Aim of the exercise>
Restate the opening lines of the material below word for word, stopping after the line that contains "let Ok(message) = ServerMessage::parse(text)".

Raw data>
┏━━
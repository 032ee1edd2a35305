#![no_main]

use libfuzzer_sys::fuzz_target;
use scoreboard_sync::protocol::ServerMessage;
use scoreboard_sync::{GameState, GameStateModel};

fuzz_target!(|data: &[u8]| {
    let Ok(text) = std::str::from_utf8(data) else {
        return;
    };
    let Ok(message) = ServerMessage::parse(text) else {
        return;
    };

    // Any state payload the relay can send must merge into a valid board.
    if let ServerMessage::GameState(patch) = message {
        let mut model = GameStateModel::new(GameState::default());
        model.merge(&patch);
        let state = model.state();
        assert!(state.balls <= scoreboard_sync::game::MAX_BALLS);
        assert!(state.strikes <= scoreboard_sync::game::MAX_STRIKES);
        assert!(state.outs <= scoreboard_sync::game::MAX_OUTS);
        assert!(state.last_inning >= 1);
        assert!(state.inning <= state.final_inning());
    }
});
//! Error types for the scoreboard sync client.

use thiserror::Error;

/// Errors that can occur when using the scoreboard sync client.
#[derive(Debug, Error)]
pub enum ScoreboardError {
    /// Failed to establish a connection to the relay.
    #[error("connect error: {0}")]
    Connect(String),

    /// Failed to send a message through the transport.
    #[error("transport send error: {0}")]
    TransportSend(String),

    /// Failed to receive a message from the transport.
    #[error("transport receive error: {0}")]
    TransportReceive(String),

    /// The transport connection was closed.
    #[error("transport connection closed")]
    TransportClosed,

    /// Failed to serialize or deserialize a protocol message.
    #[error("serialization error: {0}")]
    Serialization(#[from] serde_json::Error),

    /// The client session has ended and can no longer accept commands.
    #[error("not connected to relay")]
    NotConnected,

    /// A configuration value was rejected.
    #[error("invalid configuration: {0}")]
    InvalidConfig(String),

    /// An operation timed out.
    #[error("operation timed out")]
    Timeout,

    /// An I/O error occurred.
    #[error("I/O error: {0}")]
    Io(#[from] std::io::Error),
}

/// A specialized [`Result`] type for scoreboard client operations.
pub type Result<T> = std::result::Result<T, ScoreboardError>;
#[cfg(test)]
#[allow(
    clippy::unwrap_used,
    clippy::expect_used,
    clippy::panic,
    clippy::todo,
    clippy::unimplemented,
    clippy::indexing_slicing
)]
mod tests {
    use super::*;

    fn at(inning: u32, top: bool) -> GameState {
        GameState {
            inning,
            top,
            ..GameState::default()
        }
    }

    #[test]
    fn counts_are_clamped() {
        let mut s = GameState::default();
        for _ in 0..10 {
            s.ball_up();
            s.strike_up();
            s.out_up();
        }
        assert_eq!((s.balls, s.strikes, s.outs), (3, 2, 2));

        for _ in 0..10 {
            s.ball_down();
            s.strike_down();
            s.out_down();
        }
        assert_eq!((s.balls, s.strikes, s.outs), (0, 0, 0));
    }

    #[test]
    fn scores_floor_at_zero_and_grow_unbounded() {
        let mut s = GameState::default();
        s.score_top_down();
        s.score_bottom_down();
        assert_eq!((s.score_top, s.score_bottom), (0, 0));

        for _ in 0..25 {
            s.score_top_up();
        }
        s.score_bottom_up();
        assert_eq!((s.score_top, s.score_bottom), (25, 1));
    }

    #[test]
    fn advance_half_inning_from_top_and_bottom() {
        let mut s = at(3, false);
        s.advance_half_inning();
        assert_eq!((s.inning, s.top), (4, true));

        let mut s = at(3, true);
        s.advance_half_inning();
        assert_eq!((s.inning, s.top), (3, false));
    }

    #[test]
    fn advance_half_inning_resets_bases_and_counts() {
        let mut s = at(2, true);
        s.balls = 2;
        s.outs = 1;
        s.bases.second = true;
        s.advance_half_inning();
        assert_eq!(s.bases, Bases::default());
        assert_eq!((s.balls, s.strikes, s.outs), (0, 0, 0));
    }

    #[test]
    fn advance_half_inning_is_inert_once_finished() {
        let mut s = at(10, true);
        s.balls = 2;
        s.advance_half_inning();
        assert_eq!((s.inning, s.top, s.balls), (10, true, 2));
    }

    #[test]
    fn last_bottom_half_advances_to_finished() {
        let mut s = at(9, false);
        s.advance_half_inning();
        assert_eq!(s.phase(), GamePhase::Finished);
    }

    #[test]
    fn retreat_half_inning_into_pre_game_wipes_scores() {
        let mut s = at(1, false);
        s.score_top = 4;
        s.score_bottom = 2;

        s.retreat_half_inning();
        assert_eq!((s.inning, s.top), (1, true));
        assert_eq!((s.score_top, s.score_bottom), (4, 2));

        s.retreat_half_inning();
        assert_eq!((s.inning, s.top), (0, false));
        assert_eq!((s.score_top, s.score_bottom), (0, 0));

        // Further retreats do nothing.
        s.score_top = 1;
        s.retreat_half_inning();
        assert_eq!((s.inning, s.top, s.score_top), (0, false, 1));
    }

    #[test]
    fn advance_half_inning_does_not_touch_scores() {
        let mut s = at(0, false);
        s.score_top = 3;
        s.advance_half_inning();
        assert_eq!((s.inning, s.top, s.score_top), (1, true, 3));
    }

    #[test]
    fn whole_inning_steps_are_clamped() {
        let mut s = at(9, true);
        s.advance_inning();
        assert_eq!(s.inning, 10);
        s.advance_inning();
        assert_eq!(s.inning, 10);

        let mut s = at(0, true);
        s.outs = 2;
        s.retreat_inning();
        assert_eq!(s.inning, 0);
        assert_eq!(s.outs, 0);
    }

    #[test]
    fn change_offense_flips_half_and_clears() {
        let mut s = at(5, true);
        s.bases.first = true;
        s.strikes = 2;
        s.change_offense();
        assert!(!s.top);
        assert_eq!(s.inning, 5);
        assert!(!s.bases.first);
        assert_eq!(s.strikes, 0);
    }

    #[test]
    fn new_game_and_end_game() {
        let mut s = at(6, false);
        s.score_top = 3;
        s.balls = 1;
        s.end_game();
        assert_eq!(s.inning, 10);
        assert_eq!(s.balls, 0);
        assert_eq!(s.score_top, 3);

        s.new_game();
        assert_eq!((s.inning, s.top), (0, true));
        assert_eq!((s.score_top, s.score_bottom), (0, 0));
    }

    #[test]
    fn phase_projection() {
        assert_eq!(at(0, true).phase(), GamePhase::NotStarted);
        assert_eq!(
            at(4, false).phase(),
            GamePhase::InProgress {
                inning: 4,
                half: Half::Bottom
            }
        );
        assert_eq!(at(10, true).phase(), GamePhase::Finished);
        assert_eq!(at(4, false).phase().to_string(), "Bottom 4");
        assert_eq!(at(0, true).phase().to_string(), "Pre-game");
        assert_eq!(at(10, true).phase().to_string(), "Final");
    }

    #[test]
    fn bases_toggle_independently() {
        let mut s = GameState::default();
        s.toggle_base(Base::Second);
        assert!(s.bases.is_occupied(Base::Second));
        assert!(!s.bases.is_occupied(Base::First));
        s.set_base(Base::Third, true);
        s.toggle_base(Base::Second);
        assert_eq!(
            s.bases,
            Bases {
                first: false,
                second: false,
                third: true
            }
        );
    }

    #[test]
    fn merge_only_touches_present_fields() {
        let mut s = at(3, true);
        s.outs = 2;
        s.bases.first = true;
        s.title = "Final".into();

        let patch = StatePatch {
            out_cnt: Some(0),
            first_base: Some(false),
            ..StatePatch::default()
        };
        s.merge(&patch);

        assert_eq!(s.outs, 0);
        assert!(!s.bases.first);
        assert_eq!(s.inning, 3);
        assert_eq!(s.title, "Final");
    }

    #[test]
    fn merge_clamps_out_of_domain_values() {
        let mut s = GameState::default();
        let patch = StatePatch {
            ball_cnt: Some(7),
            strike_cnt: Some(-1),
            score_top: Some(-5),
            last_inning: Some(7),
            game_inning: Some(40),
            ..StatePatch::default()
        };
        s.merge(&patch);
        assert_eq!(s.balls, 3);
        assert_eq!(s.strikes, 0);
        assert_eq!(s.score_top, 0);
        assert_eq!(s.last_inning, 7);
        assert_eq!(s.inning, 8);
    }

    #[derive(Default)]
    struct Recorder(Vec<GameState>);

    impl StateObserver for Recorder {
        fn state_changed(&mut self, state: &GameState) {
            self.0.push(state.clone());
        }
    }

    #[test]
    fn model_notifies_only_on_change() {
        let mut model = GameStateModel::with_observer(GameState::default(), Recorder::default());

        assert!(model.apply(&Operation::BallUp));
        assert!(model.apply(&Operation::BallDown));
        assert_eq!(model.observer().0.len(), 2);

        // Already at zero: nothing changes, no notification.
        assert!(!model.apply(&Operation::BallDown));
        assert_eq!(model.observer().0.len(), 2);

        assert!(model.apply(&Operation::SetTitle("Spring Cup".into())));
        assert_eq!(model.observer().0.last().unwrap().title, "Spring Cup");
    }
}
┗━━
Result for this exercise>
repository 032ee1edd2a35305
#![no_main]

use libfuzzer_sys::fuzz_target;
use scoreboard_sync::protocol::ServerMessage;
use scoreboard_sync::{GameState, GameStateModel};

fuzz_target!(|data: &[u8]| {
    let Ok(text) = std::str::from_utf8(data) else {
        return;
    };
    let Ok(message) = ServerMessage::parse(text) else {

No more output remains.